Task goal: Your answer should be the entire listing, printed exactly.

(Beginning of Data extracts)

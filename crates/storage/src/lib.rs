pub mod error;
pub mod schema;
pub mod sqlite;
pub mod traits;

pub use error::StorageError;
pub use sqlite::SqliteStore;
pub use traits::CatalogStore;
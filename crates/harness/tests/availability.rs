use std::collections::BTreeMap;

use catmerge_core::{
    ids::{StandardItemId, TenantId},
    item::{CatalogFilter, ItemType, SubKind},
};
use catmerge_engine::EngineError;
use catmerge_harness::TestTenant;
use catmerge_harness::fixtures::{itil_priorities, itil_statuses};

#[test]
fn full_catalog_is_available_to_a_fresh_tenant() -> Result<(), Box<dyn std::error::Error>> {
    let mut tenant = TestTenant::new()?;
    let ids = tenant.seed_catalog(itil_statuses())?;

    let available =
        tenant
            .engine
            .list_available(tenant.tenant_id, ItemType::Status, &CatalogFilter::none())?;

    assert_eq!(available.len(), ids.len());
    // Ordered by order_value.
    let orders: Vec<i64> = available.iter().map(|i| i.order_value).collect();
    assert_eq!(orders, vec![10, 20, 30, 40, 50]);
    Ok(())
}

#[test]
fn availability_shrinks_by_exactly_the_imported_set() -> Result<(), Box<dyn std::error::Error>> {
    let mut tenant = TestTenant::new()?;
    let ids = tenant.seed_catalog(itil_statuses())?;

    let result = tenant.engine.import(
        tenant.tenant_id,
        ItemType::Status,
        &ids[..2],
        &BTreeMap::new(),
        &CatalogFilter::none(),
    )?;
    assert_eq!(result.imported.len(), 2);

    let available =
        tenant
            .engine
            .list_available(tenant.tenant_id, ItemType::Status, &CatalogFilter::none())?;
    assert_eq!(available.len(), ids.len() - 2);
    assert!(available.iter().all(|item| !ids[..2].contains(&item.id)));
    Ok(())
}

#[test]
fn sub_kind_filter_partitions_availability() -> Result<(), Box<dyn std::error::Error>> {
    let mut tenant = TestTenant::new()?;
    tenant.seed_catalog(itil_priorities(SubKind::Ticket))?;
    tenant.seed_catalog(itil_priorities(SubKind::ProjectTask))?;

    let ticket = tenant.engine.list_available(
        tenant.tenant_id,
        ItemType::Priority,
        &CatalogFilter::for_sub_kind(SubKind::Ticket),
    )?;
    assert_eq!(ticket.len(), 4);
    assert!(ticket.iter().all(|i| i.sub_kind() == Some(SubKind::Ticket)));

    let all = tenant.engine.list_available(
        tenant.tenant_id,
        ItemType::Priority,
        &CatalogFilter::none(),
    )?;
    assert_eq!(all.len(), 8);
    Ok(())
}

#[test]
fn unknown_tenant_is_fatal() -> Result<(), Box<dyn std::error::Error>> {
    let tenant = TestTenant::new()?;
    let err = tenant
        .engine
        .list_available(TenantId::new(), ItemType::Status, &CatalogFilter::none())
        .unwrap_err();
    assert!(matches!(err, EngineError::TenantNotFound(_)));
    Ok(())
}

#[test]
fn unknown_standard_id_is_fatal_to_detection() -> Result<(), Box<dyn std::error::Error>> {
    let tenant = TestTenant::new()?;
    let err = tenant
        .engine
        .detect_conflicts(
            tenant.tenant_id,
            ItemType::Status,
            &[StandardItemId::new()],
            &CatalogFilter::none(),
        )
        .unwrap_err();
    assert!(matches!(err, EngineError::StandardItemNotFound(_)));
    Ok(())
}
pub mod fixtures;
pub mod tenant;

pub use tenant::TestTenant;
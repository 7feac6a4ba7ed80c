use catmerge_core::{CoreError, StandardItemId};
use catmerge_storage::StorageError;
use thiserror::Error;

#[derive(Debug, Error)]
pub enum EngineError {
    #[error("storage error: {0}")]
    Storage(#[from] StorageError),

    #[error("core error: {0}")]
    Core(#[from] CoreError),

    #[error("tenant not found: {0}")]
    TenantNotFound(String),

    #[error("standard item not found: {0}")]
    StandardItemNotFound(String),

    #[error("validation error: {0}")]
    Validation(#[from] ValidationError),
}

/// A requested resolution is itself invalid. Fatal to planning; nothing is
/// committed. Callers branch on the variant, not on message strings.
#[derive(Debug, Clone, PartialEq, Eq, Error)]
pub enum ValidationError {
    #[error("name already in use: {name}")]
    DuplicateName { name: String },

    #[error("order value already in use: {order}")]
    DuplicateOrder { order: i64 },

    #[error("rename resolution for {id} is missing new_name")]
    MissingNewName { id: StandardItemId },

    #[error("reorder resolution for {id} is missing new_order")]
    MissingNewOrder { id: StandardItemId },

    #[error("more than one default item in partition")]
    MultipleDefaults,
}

(End of Data extracts)

Solution to this task:
filename crates/storage/src/lib.rs
pub mod error;
pub mod schema;
pub mod sqlite;
pub mod traits;

pub use error::StorageError;
pub use sqlite::SqliteStore;
pub use traits::CatalogStore;
filename crates/harness/tests/availability.rs
use std::collections::BTreeMap;

use catmerge_core::{
    ids::{StandardItemId, TenantId},
    item::{CatalogFilter, ItemType, SubKind},
};
use catmerge_engine::EngineError;
use catmerge_harness::TestTenant;
use catmerge_harness::fixtures::{itil_priorities, itil_statuses};

#[test]
fn full_catalog_is_available_to_a_fresh_tenant() -> Result<(), Box<dyn std::error::Error>> {
    let mut tenant = TestTenant::new()?;
    let ids = tenant.seed_catalog(itil_statuses())?;

    let available =
        tenant
            .engine
            .list_available(tenant.tenant_id, ItemType::Status, &CatalogFilter::none())?;

    assert_eq!(available.len(), ids.len());
    // Ordered by order_value.
    let orders: Vec<i64> = available.iter().map(|i| i.order_value).collect();
    assert_eq!(orders, vec![10, 20, 30, 40, 50]);
    Ok(())
}

#[test]
fn availability_shrinks_by_exactly_the_imported_set() -> Result<(), Box<dyn std::error::Error>> {
    let mut tenant = TestTenant::new()?;
    let ids = tenant.seed_catalog(itil_statuses())?;

    let result = tenant.engine.import(
        tenant.tenant_id,
        ItemType::Status,
        &ids[..2],
        &BTreeMap::new(),
        &CatalogFilter::none(),
    )?;
    assert_eq!(result.imported.len(), 2);

    let available =
        tenant
            .engine
            .list_available(tenant.tenant_id, ItemType::Status, &CatalogFilter::none())?;
    assert_eq!(available.len(), ids.len() - 2);
    assert!(available.iter().all(|item| !ids[..2].contains(&item.id)));
    Ok(())
}

#[test]
fn sub_kind_filter_partitions_availability() -> Result<(), Box<dyn std::error::Error>> {
    let mut tenant = TestTenant::new()?;
    tenant.seed_catalog(itil_priorities(SubKind::Ticket))?;
    tenant.seed_catalog(itil_priorities(SubKind::ProjectTask))?;

    let ticket = tenant.engine.list_available(
        tenant.tenant_id,
        ItemType::Priority,
        &CatalogFilter::for_sub_kind(SubKind::Ticket),
    )?;
    assert_eq!(ticket.len(), 4);
    assert!(ticket.iter().all(|i| i.sub_kind() == Some(SubKind::Ticket)));

    let all = tenant.engine.list_available(
        tenant.tenant_id,
        ItemType::Priority,
        &CatalogFilter::none(),
    )?;
    assert_eq!(all.len(), 8);
    Ok(())
}

#[test]
fn unknown_tenant_is_fatal() -> Result<(), Box<dyn std::error::Error>> {
    let tenant = TestTenant::new()?;
    let err = tenant
        .engine
        .list_available(TenantId::new(), ItemType::Status, &CatalogFilter::none())
        .unwrap_err();
    assert!(matches!(err, EngineError::TenantNotFound(_)));
    Ok(())
}

#[test]
fn unknown_standard_id_is_fatal_to_detection() -> Result<(), Box<dyn std::error::Error>> {
    let tenant = TestTenant::new()?;
    let err = tenant
        .engine
        .detect_conflicts(
            tenant.tenant_id,
            ItemType::Status,
            &[StandardItemId::new()],
            &CatalogFilter::none(),
        )
        .unwrap_err();
    assert!(matches!(err, EngineError::StandardItemNotFound(_)));
    Ok(())
}
pub mod fixtures;
pub mod tenant;

pub use tenant::TestTenant;
repository 7feac6a4ba7ed80c
use catmerge_core::{CoreError, StandardItemId};
use catmerge_storage::StorageError;
use thiserror::Error;

#[derive(Debug, Error)]
pub enum EngineError {
    #[error("storage error: {0}")]
    Storage(#[from] StorageError),

    #[error("core error: {0}")]
    Core(#[from] CoreError),

    #[error("tenant not found: {0}")]
    TenantNotFound(String),

    #[error("standard item not found: {0}")]
    StandardItemNotFound(String),

    #[error("validation error: {0}")]
    Validation(#[from] ValidationError),
}

/// A requested resolution is itself invalid. Fatal to planning; nothing is
/// committed. Callers branch on the variant, not on message strings.
#[derive(Debug, Clone, PartialEq, Eq, Error)]
pub enum ValidationError {
    #[error("name already in use: {name}")]
    DuplicateName { name: String },

    #[error("order value already in use: {order}")]
    DuplicateOrder { order: i64 },

    #[error("rename resolution for {id} is missing new_name")]
    MissingNewName { id: StandardItemId },

    #[error("reorder resolution for {id} is missing new_order")]
    MissingNewOrder { id: StandardItemId },

    #[error("more than one default item in partition")]
    MultipleDefaults,
}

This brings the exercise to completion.